Interrupted study status
Applicants granted official interrupted study status by the VCAA should seek advice from VTAC about the applicability of rules and provisions described here. In general, the rules that require completion of Units 3 and 4 in the one year may be waived for applicants granted interrupted study status in the studies concerned.
Further VCE study
Students who have previously obtained an ATAR, but have undertaken further study resulting in an additional Study Score or Increment, are eligible to have their ATAR recalculated. The higher of the two will be recorded and reported as their ATAR. Ranking for courses will be based on the highest ATAR achieved. VTAC does, however, inform course selection authorities of all of an applicant’s VCE results—including those not contributing to their ATAR.
Privacy and your ATAR
This is an exciting time of the year. You are celebrating the end of Year 12, have received your ATAR and are looking to begin the course of your dreams early next year.
As you embark on your exciting journey, please note the following words of caution about privacy.
Don’t post any personal information such as your VCE student number, VTAC ID or PIN on social media. Just like your bank details, you don’t want anyone else having access to your course preferences or worse – changing them without your permission.
Not at home for Change of Preference?
Change of preference for domestic undergraduate students is open until 12 noon (AEDST) Wednesday 19 December so if you can find a computer while overseas or on holiday you are the best person to change your preferences.
If accessing a computer or the internet is not possible, you will need to list an Authorised Nominee or proxy to act on your behalf and change your preferences. If you wish your authorised nominee to make any changes on your behalf you should provide them with written authorisation and your VTAC ID and VTAC PIN.
You can allocate a nominee by going to the personal details tab in your VTAC account and following the links.
Both VTAC and the VCAA provide a range of online enquiry services during the ATAR and change of preference periods. However, be careful. If your enquiry is of a personal nature or will identify personal information about yourself or others (e.g. your student number and PIN) then please use the phone or email enquiry service so your question can be followed up appropriately and confidentially – don’t post it as a comment or message via our social media or on any other forum.
VTAC is bound by and will act in accordance with the Australian Privacy Principles (March 2014) and will ensure that your privacy is protected at all times. Any breaches will be investigated.
Tertiary selection for school leavers
VTAC administers the course application, selection and offer processes, and provides applicant information (including VCE and VCAL results) to tertiary institution selection officers. When selecting students, selection officers largely use information about each applicant’s VCE performance. The information used, and how it is used, varies between institutions and courses.
First, an applicant must meet minimum tertiary entrance requirements. For higher education courses this is usually satisfactory completion of the VCE, this includes the completion of Units 3 and 4 in one of the VCE English studies in the one year. The same minimum requirement applies for most VET courses; however, it does vary between institutions. For more information about minimum tertiary entrance requirements please see the VTAC website.

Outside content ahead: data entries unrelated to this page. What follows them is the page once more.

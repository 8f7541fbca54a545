use thiserror::Error;

use crate::db_types::{DeliveryMethod, NewOrder, Order, OrderId, Payment, PaymentMethod, ProductSnapshot};

#[derive(Debug, Clone, Error)]
pub enum CheckoutDatabaseError {
    #[error("Database error: {0}")]
    DatabaseError(String),
    #[error("Could not decode the {column} column of record {id}: {message}")]
    ColumnDecodeError { column: &'static str, id: i64, message: String },
    #[error("Order #{0} does not exist")]
    OrderNotFound(OrderId),
    #[error("Payment with transaction id {0} does not exist")]
    PaymentNotFound(String),
}

impl From<sqlx::Error> for CheckoutDatabaseError {
    fn from(e: sqlx::Error) -> Self {
        CheckoutDatabaseError::DatabaseError(e.to_string())
    }
}

#[allow(async_fn_in_trait)]
pub trait OrderRepository {
    /// Reserves the next order id.
    async fn next_order_id(&self) -> Result<OrderId, CheckoutDatabaseError>;

    /// Allocates an id for the order and stores it, together with all its line items, as a single unit. Both status
    /// histories are seeded with one `New` entry dated at the order's creation time.
    async fn create_order(&self, order: NewOrder) -> Result<Order, CheckoutDatabaseError>;

    async fn fetch_order(&self, id: OrderId) -> Result<Option<Order>, CheckoutDatabaseError>;

    /// Persists the mutable parts of an existing order (status histories, comment, flags). Line items and the total
    /// cost are immutable and are not written.
    async fn save_order(&self, order: &Order) -> Result<(), CheckoutDatabaseError>;
}

#[allow(async_fn_in_trait)]
pub trait PaymentRepository {
    /// Reserves the next payment id.
    async fn next_payment_id(&self) -> Result<i64, CheckoutDatabaseError>;

    async fn insert_payment(&self, payment: &Payment) -> Result<(), CheckoutDatabaseError>;

    async fn fetch_payment(&self, transaction_id: &str) -> Result<Option<Payment>, CheckoutDatabaseError>;

    /// All payment attempts for the order, oldest first.
    async fn fetch_payments_for_order(&self, order_id: OrderId) -> Result<Vec<Payment>, CheckoutDatabaseError>;

    /// Updates the provider tag and status of an existing payment.
    async fn save_payment(&self, payment: &Payment) -> Result<(), CheckoutDatabaseError>;
}

#[allow(async_fn_in_trait)]
pub trait ProductCatalog {
    /// Fetches the products with the given ids. The result follows the order of `ids`, not the catalog's order.
    /// Unknown ids are left out, so callers can detect misses by comparing lengths.
    async fn fetch_products_preserving_order(&self, ids: &[i64]) -> Result<Vec<ProductSnapshot>, CheckoutDatabaseError>;
}

#[allow(async_fn_in_trait)]
pub trait DeliveryCatalog {
    /// Returns the delivery method with the given slug, if it exists and is enabled.
    async fn fetch_delivery_method_by_slug(&self, slug: &str) -> Result<Option<DeliveryMethod>, CheckoutDatabaseError>;

    /// Returns the payment method with the given slug, if it exists and is enabled.
    async fn fetch_payment_method_by_slug(&self, slug: &str) -> Result<Option<PaymentMethod>, CheckoutDatabaseError>;
}

/// The full set of storage behaviour the checkout needs.
pub trait CheckoutDatabase: Clone + OrderRepository + PaymentRepository + ProductCatalog + DeliveryCatalog {
    /// The URL of the database
    fn url(&self) -> &str;
}
use actix_web::{
    body::MessageBody,
    http::StatusCode,
    test,
    test::TestRequest,
    web,
    web::ServiceConfig,
    App,
};
use checkout_common::Cents;
use checkout_engine::{
    db_types::{
        Address,
        City,
        Customer,
        DeliveryMethod,
        NewOrder,
        Order,
        OrderItem,
        Payment,
        PaymentExtra,
        PaymentMethod,
        Price,
        ProductSnapshot,
        Warehouse,
    },
    events::EventProducers,
    CheckoutApi,
    PaymentContext,
};
use chrono::{TimeZone, Utc};
use log::debug;

use super::mocks::{MockCardHold, MockDatabase, MockPartsPay};
use crate::{
    routes::{
        health,
        AcceptHoldenPaymentRoute,
        CreateOrderRoute,
        InitPaymentRoute,
        OrderInfoRoute,
        ProviderCallbackRoute,
    },
    server::json_config,
};

pub type MockCheckoutApi = CheckoutApi<MockDatabase, MockCardHold, MockPartsPay>;

pub fn checkout_api(db: MockDatabase, card_hold: MockCardHold, parts_pay: MockPartsPay) -> MockCheckoutApi {
    CheckoutApi::new(db, PaymentContext::new(card_hold, parts_pay), EventProducers::default())
}

/// Registers every route against the given mocks, the same way the live server does.
pub fn configure(api: MockCheckoutApi) -> impl FnOnce(&mut ServiceConfig) {
    move |cfg: &mut ServiceConfig| {
        cfg.app_data(web::Data::new(api))
            .app_data(json_config())
            .service(health)
            .service(CreateOrderRoute::<MockDatabase, MockCardHold, MockPartsPay>::new())
            .service(InitPaymentRoute::<MockDatabase, MockCardHold, MockPartsPay>::new())
            .service(AcceptHoldenPaymentRoute::<MockDatabase, MockCardHold, MockPartsPay>::new())
            .service(OrderInfoRoute::<MockDatabase, MockCardHold, MockPartsPay>::new())
            .service(ProviderCallbackRoute::<MockDatabase, MockCardHold, MockPartsPay>::new());
    }
}

pub async fn post_request(
    path: &str,
    content_type: &str,
    body: &str,
    configure: impl FnOnce(&mut ServiceConfig),
) -> (StatusCode, String) {
    let req = TestRequest::post()
        .uri(path)
        .insert_header(("content-type", content_type))
        .set_payload(body.to_string())
        .to_request();
    let app = App::new().configure(configure);
    let service = test::init_service(app).await;
    debug!("Making request to {path}");
    let (_, res) = test::call_service(&service, req).await.into_parts();
    let status = res.status();
    let body = String::from_utf8_lossy(&res.into_body().try_into_bytes().unwrap()).into_owned();
    (status, body)
}

pub async fn post_json(path: &str, body: &str, configure: impl FnOnce(&mut ServiceConfig)) -> (StatusCode, String) {
    post_request(path, "application/json", body, configure).await
}

pub fn courier() -> DeliveryMethod {
    DeliveryMethod { id: 1, name: "Courier".into(), slug: "courier".into() }
}

pub fn payment_method(slug: &str) -> PaymentMethod {
    PaymentMethod { id: 2, name: slug.to_uppercase(), slug: slug.into() }
}

pub fn phone() -> ProductSnapshot {
    let price = Price::new(Cents::from(5_000), "UAH").with_sale(Cents::from(4_500), 2);
    ProductSnapshot { id: 11, name: "Phone".into(), slug: "phone".into(), price }
}

pub fn sample_order(id: i64, method: &str) -> Order {
    let new_order = NewOrder {
        created_at: Utc.with_ymd_and_hms(2024, 6, 10, 12, 0, 0).unwrap(),
        comment: String::new(),
        do_not_call: false,
        total_cost: Price::new(Cents::from(9_000), "UAH"),
        customer: Customer { name: "Ivan Petrenko".into(), phone: "+380501234567".into() },
        delivery_method: courier(),
        warehouse: Warehouse {
            city: City { code: "kyiv".into(), name: "Kyiv".into() },
            address: Address { code: "".into(), name: "Khreshchatyk 1".into(), custom: true },
        },
        payment_method: payment_method(method),
        payment_extra: PaymentExtra { parts_count: Some(3), ..Default::default() },
        items: vec![OrderItem { quantity: 2, price: phone().price.snapshot_for_quantity(2), product: phone() }],
    };
    Order::from_new_order(id, new_order)
}

pub fn sample_payment(order: &Order, transaction_id: &str, provider: &str) -> Payment {
    let mut payment = Payment::new_for_order(1, order);
    payment.transaction_id = transaction_id.to_string();
    payment.provider = provider.to_string();
    payment
}

pub const CHECKOUT_FORM: &str = r#"{
    "client": {"fio": "Ivan Petrenko", "phone": "+380501234567"},
    "delivery": {"method": "courier", "city": {"code": "kyiv", "name": "Kyiv"}, "address": {"name": "Khreshchatyk 1"}},
    "payment": {"method": "cash"},
    "order": {"cost": 9000, "items": [{"product_id": 11, "count": 2, "price": 4500}]},
    "comment": "Ring twice"
}"#;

Second, an applicant must meet any essential requirements and admission criteria. Students who don’t satisfy the compulsory requirements, including prerequisites, are generally not considered for the course.
The third factor often used in selection is an overall measure of how well an applicant performed in their VCE studies compared with all other VCE students. This measure is called the Australian Tertiary Admission Rank (ATAR) and was developed solely for the purpose of tertiary selection. The ATAR is only calculated for students who have completed their VCE and have met tertiary entrance requirements.
Other factors may be considered in selection. The ATAR is not the only mechanism used for tertiary selection, and it is not used for all VCE applicants. Many courses use a range of additional selection mechanisms such as interviews, performance auditions, assessment of folios and tests such as aptitude tests. Other criteria may include specific performance in prerequisite studies or other studies relevant to the course. Applications for special consideration are also taken into account.
All universities are committed to considering around 20 per cent of applicants on a range of criteria broader than just the ATAR. TAFE institutes and independent tertiary colleges normally use a range of criteria, including the ATAR and interviews, and generally do not select mainly on the ATAR.
Should I change my preferences?
Change of Preference
After the release of VCE results and ATAR, you have the opportunity to reconsider your course preferences prior to the first round of tertiary offers.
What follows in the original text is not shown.